Assignment: Keeping each line exactly as it is, output all of the records.
:: Records provided ::
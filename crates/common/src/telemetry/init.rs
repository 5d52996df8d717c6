use anyhow::{Context, Result};
use opentelemetry::{trace::TracerProvider, KeyValue};
use opentelemetry_appender_tracing::layer::OpenTelemetryTracingBridge;
use opentelemetry_otlp::{LogExporter, SpanExporter, WithExportConfig};
use opentelemetry_sdk::{
    logs::{BatchLogProcessor, LoggerProvider},
    propagation::TraceContextPropagator,
    runtime,
    trace::{RandomIdGenerator, Sampler, TracerProvider as SdkTracerProvider},
    Resource,
};
use tracing_subscriber::{layer::SubscriberExt, util::SubscriberInitExt, EnvFilter};

use super::{TelemetryConfig, TelemetryProviders};

fn env_filter(config: &TelemetryConfig) -> EnvFilter {
    EnvFilter::try_from_default_env().unwrap_or_else(|_| EnvFilter::new(&config.log_level))
}

fn json_fmt_layer<S>() -> impl tracing_subscriber::Layer<S>
where
    S: tracing::Subscriber + for<'a> tracing_subscriber::registry::LookupSpan<'a>,
{
    tracing_subscriber::fmt::layer()
        .json()
        .with_span_list(true)
        .with_current_span(true)
}

fn build_providers(config: &TelemetryConfig) -> Result<TelemetryProviders> {
    let resource = Resource::new(vec![KeyValue::new(
        opentelemetry_semantic_conventions::resource::SERVICE_NAME,
        config.service_name.clone(),
    )]);

    let span_exporter = SpanExporter::builder()
        .with_tonic()
        .with_endpoint(&config.otel_endpoint)
        .build()
        .context("failed to build OTLP span exporter")?;

    let tracer_provider = SdkTracerProvider::builder()
        .with_batch_exporter(span_exporter, runtime::Tokio)
        .with_sampler(Sampler::AlwaysOn)
        .with_id_generator(RandomIdGenerator::default())
        .with_resource(resource.clone())
        .build();

    let log_exporter = LogExporter::builder()
        .with_tonic()
        .with_endpoint(&config.otel_endpoint)
        .build()
        .context("failed to build OTLP log exporter")?;

    let logger_provider = LoggerProvider::builder()
        .with_log_processor(BatchLogProcessor::builder(log_exporter, runtime::Tokio).build())
        .with_resource(resource)
        .build();

    Ok(TelemetryProviders {
        tracer_provider,
        logger_provider,
    })
}

/// Install the global tracing subscriber.
///
/// Always logs JSON to stdout. With OTLP enabled, spans and log events are
/// also exported to the configured collector and W3C trace context becomes
/// the global propagator.
pub fn init_telemetry(config: &TelemetryConfig) -> Result<Option<TelemetryProviders>> {
    if !config.otel_enabled {
        tracing_subscriber::registry()
            .with(env_filter(config))
            .with(json_fmt_layer())
            .try_init()
            .context("failed to install tracing subscriber")?;
        return Ok(None);
    }

    opentelemetry::global::set_text_map_propagator(TraceContextPropagator::new());

    let providers = build_providers(config)?;
    let tracer = providers.tracer_provider.tracer("trackline");

    // Span layer goes before the log bridge so log records pick up the span context
    tracing_subscriber::registry()
        .with(env_filter(config))
        .with(tracing_opentelemetry::layer().with_tracer(tracer))
        .with(OpenTelemetryTracingBridge::new(&providers.logger_provider))
        .with(json_fmt_layer())
        .try_init()
        .context("failed to install tracing subscriber")?;

    Ok(Some(providers))
}

/// Flush and stop the exporters
pub fn shutdown_telemetry(providers: Option<TelemetryProviders>) {
    let Some(providers) = providers else {
        return;
    };

    if let Err(e) = providers.tracer_provider.shutdown() {
        eprintln!("error shutting down tracer provider: {:?}", e);
    }
    if let Err(e) = providers.logger_provider.shutdown() {
        eprintln!("error shutting down logger provider: {:?}", e);
    }
}

#[cfg(test)]
mod tests {
    use super::*;

    #[test]
    fn test_default_config_disables_otel() {
        let config = TelemetryConfig::default();

        assert_eq!(config.service_name, "trackline");
        assert_eq!(config.log_level, "info");
        assert!(!config.otel_enabled);
    }

    #[test]
    fn test_shutdown_without_providers_is_noop() {
        shutdown_telemetry(None);
    }
}
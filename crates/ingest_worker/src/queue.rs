mod consumer;
mod demo_producer;
mod producer;

pub use consumer::*;
pub use demo_producer::*;
pub use producer::*;
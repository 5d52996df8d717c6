mod ingest_service;
mod record_builder;
mod tenant_resolver;

pub use ingest_service::*;
pub use record_builder::*;
pub use tenant_resolver::*;
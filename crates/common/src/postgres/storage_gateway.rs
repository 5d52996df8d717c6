use crate::postgres::{with_retry, PostgresClient, RetryPolicy};
use anyhow::{Context, Result};
use tokio_postgres::types::ToSql;
use tokio_postgres::Row;
use tracing::{debug, instrument};

/// Stateless executor for parameterized ledger statements.
///
/// Every call checks out its own pooled connection and is its own unit of
/// work. Pool acquisition failures and statement failures are retried
/// together under the configured [`RetryPolicy`].
#[derive(Clone)]
pub struct StorageGateway {
    client: PostgresClient,
    retry: RetryPolicy,
}

impl StorageGateway {
    pub fn new(client: PostgresClient, retry: RetryPolicy) -> Self {
        Self { client, retry }
    }

    /// Executes a statement and returns all result rows
    #[instrument(skip(self, statement, params), fields(param_count = params.len()))]
    pub async fn execute(
        &self,
        statement: &str,
        params: &[&(dyn ToSql + Sync)],
    ) -> Result<Vec<Row>> {
        with_retry(&self.retry, "ledger statement", |attempt| async move {
            let conn = self.client.get_connection().await?;
            debug!(attempt, "executing ledger statement");
            conn.query(statement, params)
                .await
                .context("ledger statement failed")
        })
        .await
    }

    /// Executes a statement and returns its first row, if any
    pub async fn execute_one(
        &self,
        statement: &str,
        params: &[&(dyn ToSql + Sync)],
    ) -> Result<Option<Row>> {
        Ok(self.execute(statement, params).await?.into_iter().next())
    }
}
use crate::domain::result::DomainResult;
use async_trait::async_trait;
use chrono::{DateTime, Utc};

/// Append-only ledger row
#[derive(Debug, Clone, PartialEq)]
pub struct LedgerRecord {
    /// Event-type schema the row is written under
    pub definition_id: i64,
    /// Workspace scope of the row
    pub project_id: i64,
    pub data: serde_json::Value,
    /// Original arrival time, distinct from the ledger insert time
    pub received_at: Option<DateTime<Utc>>,
}

/// Mapping from an external tenant identifier to an internal workspace
#[derive(Debug, Clone, PartialEq, Eq)]
pub struct WorkspaceBinding {
    pub tenant_external_id: String,
    pub workspace_id: Option<i64>,
}

impl WorkspaceBinding {
    /// Bound workspace id, ignoring null and zero ids
    pub fn usable_workspace_id(&self) -> Option<i64> {
        self.workspace_id.filter(|id| *id != 0)
    }
}

/// Fixed ledger identifiers used by the ingestion pipeline
#[derive(Debug, Clone, Copy, PartialEq, Eq)]
pub struct LedgerSettings {
    /// Definition id for externally sourced events
    pub event_definition_id: i64,
    /// Definition id for unregistered-tenant notices
    pub new_tenant_definition_id: i64,
    /// Reserved workspace for bookkeeping records
    pub meta_workspace_id: i64,
}

impl Default for LedgerSettings {
    fn default() -> Self {
        Self {
            event_definition_id: 67,
            new_tenant_definition_id: 68,
            meta_workspace_id: 1,
        }
    }
}

/// Ledger store operations used by the ingestion pipeline
#[cfg_attr(any(test, feature = "testing"), mockall::automock)]
#[async_trait]
pub trait LedgerRepository: Send + Sync {
    /// Look up the workspace bound to an external tenant. `None` when the tenant is unregistered.
    async fn find_workspace_binding(
        &self,
        tenant_external_id: &str,
    ) -> DomainResult<Option<WorkspaceBinding>>;

    /// Append a record and return its ledger id
    async fn append_record(&self, record: &LedgerRecord) -> DomainResult<i64>;
}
:::
Your response:
filename crates/common/src/telemetry/init.rs
repository 5d52996df8d717c6
use anyhow::{Context, Result};
use opentelemetry::{trace::TracerProvider, KeyValue};
use opentelemetry_appender_tracing::layer::OpenTelemetryTracingBridge;
use opentelemetry_otlp::{LogExporter, SpanExporter, WithExportConfig};
use opentelemetry_sdk::{
    logs::{BatchLogProcessor, LoggerProvider},
    propagation::TraceContextPropagator,
    runtime,
    trace::{RandomIdGenerator, Sampler, TracerProvider as SdkTracerProvider},
    Resource,
};
use tracing_subscriber::{layer::SubscriberExt, util::SubscriberInitExt, EnvFilter};

use super::{TelemetryConfig, TelemetryProviders};

fn env_filter(config: &TelemetryConfig) -> EnvFilter {
    EnvFilter::try_from_default_env().unwrap_or_else(|_| EnvFilter::new(&config.log_level))
}

fn json_fmt_layer<S>() -> impl tracing_subscriber::Layer<S>
where
    S: tracing::Subscriber + for<'a> tracing_subscriber::registry::LookupSpan<'a>,
{
    tracing_subscriber::fmt::layer()
        .json()
        .with_span_list(true)
        .with_current_span(true)
}

fn build_providers(config: &TelemetryConfig) -> Result<TelemetryProviders> {
    let resource = Resource::new(vec![KeyValue::new(
        opentelemetry_semantic_conventions::resource::SERVICE_NAME,
        config.service_name.clone(),
    )]);

    let span_exporter = SpanExporter::builder()
        .with_tonic()
        .with_endpoint(&config.otel_endpoint)
        .build()
        .context("failed to build OTLP span exporter")?;

    let tracer_provider = SdkTracerProvider::builder()
        .with_batch_exporter(span_exporter, runtime::Tokio)
        .with_sampler(Sampler::AlwaysOn)
        .with_id_generator(RandomIdGenerator::default())
        .with_resource(resource.clone())
        .build();

    let log_exporter = LogExporter::builder()
        .with_tonic()
        .with_endpoint(&config.otel_endpoint)
        .build()
        .context("failed to build OTLP log exporter")?;

    let logger_provider = LoggerProvider::builder()
        .with_log_processor(BatchLogProcessor::builder(log_exporter, runtime::Tokio).build())
        .with_resource(resource)
        .build();

    Ok(TelemetryProviders {
        tracer_provider,
        logger_provider,
    })
}

/// Install the global tracing subscriber.
///
/// Always logs JSON to stdout. With OTLP enabled, spans and log events are
/// also exported to the configured collector and W3C trace context becomes
/// the global propagator.
pub fn init_telemetry(config: &TelemetryConfig) -> Result<Option<TelemetryProviders>> {
    if !config.otel_enabled {
        tracing_subscriber::registry()
            .with(env_filter(config))
            .with(json_fmt_layer())
            .try_init()
            .context("failed to install tracing subscriber")?;
        return Ok(None);
    }

    opentelemetry::global::set_text_map_propagator(TraceContextPropagator::new());

    let providers = build_providers(config)?;
    let tracer = providers.tracer_provider.tracer("trackline");

    // Span layer goes before the log bridge so log records pick up the span context
    tracing_subscriber::registry()
        .with(env_filter(config))
        .with(tracing_opentelemetry::layer().with_tracer(tracer))
        .with(OpenTelemetryTracingBridge::new(&providers.logger_provider))
        .with(json_fmt_layer())
        .try_init()
        .context("failed to install tracing subscriber")?;

    Ok(Some(providers))
}

/// Flush and stop the exporters
pub fn shutdown_telemetry(providers: Option<TelemetryProviders>) {
    let Some(providers) = providers else {
        return;
    };

    if let Err(e) = providers.tracer_provider.shutdown() {
        eprintln!("error shutting down tracer provider: {:?}", e);
    }
    if let Err(e) = providers.logger_provider.shutdown() {
        eprintln!("error shutting down logger provider: {:?}", e);
    }
}

#[cfg(test)]
mod tests {
    use super::*;

    #[test]
    fn test_default_config_disables_otel() {
        let config = TelemetryConfig::default();

        assert_eq!(config.service_name, "trackline");
        assert_eq!(config.log_level, "info");
        assert!(!config.otel_enabled);
    }

    #[test]
    fn test_shutdown_without_providers_is_noop() {
        shutdown_telemetry(None);
    }
}
filename crates/ingest_worker/src/queue.rs
mod consumer;
mod demo_producer;
mod producer;

pub use consumer::*;
pub use demo_producer::*;
pub use producer::*;
repository 5d52996df8d717c6
mod ingest_service;
mod record_builder;
mod tenant_resolver;

pub use ingest_service::*;
pub use record_builder::*;
pub use tenant_resolver::*;
filename crates/common/src/postgres/storage_gateway.rs
repository 5d52996df8d717c6
use crate::postgres::{with_retry, PostgresClient, RetryPolicy};
use anyhow::{Context, Result};
use tokio_postgres::types::ToSql;
use tokio_postgres::Row;
use tracing::{debug, instrument};

/// Stateless executor for parameterized ledger statements.
///
/// Every call checks out its own pooled connection and is its own unit of
/// work. Pool acquisition failures and statement failures are retried
/// together under the configured [`RetryPolicy`].
#[derive(Clone)]
pub struct StorageGateway {
    client: PostgresClient,
    retry: RetryPolicy,
}

impl StorageGateway {
    pub fn new(client: PostgresClient, retry: RetryPolicy) -> Self {
        Self { client, retry }
    }

    /// Executes a statement and returns all result rows
    #[instrument(skip(self, statement, params), fields(param_count = params.len()))]
    pub async fn execute(
        &self,
        statement: &str,
        params: &[&(dyn ToSql + Sync)],
    ) -> Result<Vec<Row>> {
        with_retry(&self.retry, "ledger statement", |attempt| async move {
            let conn = self.client.get_connection().await?;
            debug!(attempt, "executing ledger statement");
            conn.query(statement, params)
                .await
                .context("ledger statement failed")
        })
        .await
    }

    /// Executes a statement and returns its first row, if any
    pub async fn execute_one(
        &self,
        statement: &str,
        params: &[&(dyn ToSql + Sync)],
    ) -> Result<Option<Row>> {
        Ok(self.execute(statement, params).await?.into_iter().next())
    }
}
use crate::domain::result::DomainResult;
use async_trait::async_trait;
use chrono::{DateTime, Utc};

/// Append-only ledger row
#[derive(Debug, Clone, PartialEq)]
pub struct LedgerRecord {
    /// Event-type schema the row is written under
    pub definition_id: i64,
    /// Workspace scope of the row
    pub project_id: i64,
    pub data: serde_json::Value,
    /// Original arrival time, distinct from the ledger insert time
    pub received_at: Option<DateTime<Utc>>,
}

/// Mapping from an external tenant identifier to an internal workspace
#[derive(Debug, Clone, PartialEq, Eq)]
pub struct WorkspaceBinding {
    pub tenant_external_id: String,
    pub workspace_id: Option<i64>,
}

impl WorkspaceBinding {
    /// Bound workspace id, ignoring null and zero ids
    pub fn usable_workspace_id(&self) -> Option<i64> {
        self.workspace_id.filter(|id| *id != 0)
    }
}

/// Fixed ledger identifiers used by the ingestion pipeline
#[derive(Debug, Clone, Copy, PartialEq, Eq)]
pub struct LedgerSettings {
    /// Definition id for externally sourced events
    pub event_definition_id: i64,
    /// Definition id for unregistered-tenant notices
    pub new_tenant_definition_id: i64,
    /// Reserved workspace for bookkeeping records
    pub meta_workspace_id: i64,
}

impl Default for LedgerSettings {
    fn default() -> Self {
        Self {
            event_definition_id: 67,
            new_tenant_definition_id: 68,
            meta_workspace_id: 1,
        }
    }
}

/// Ledger store operations used by the ingestion pipeline
#[cfg_attr(any(test, feature = "testing"), mockall::automock)]
#[async_trait]
pub trait LedgerRepository: Send + Sync {
    /// Look up the workspace bound to an external tenant. `None` when the tenant is unregistered.
    async fn find_workspace_binding(
        &self,
        tenant_external_id: &str,
    ) -> DomainResult<Option<WorkspaceBinding>>;

    /// Append a record and return its ledger id
    async fn append_record(&self, record: &LedgerRecord) -> DomainResult<i64>;
}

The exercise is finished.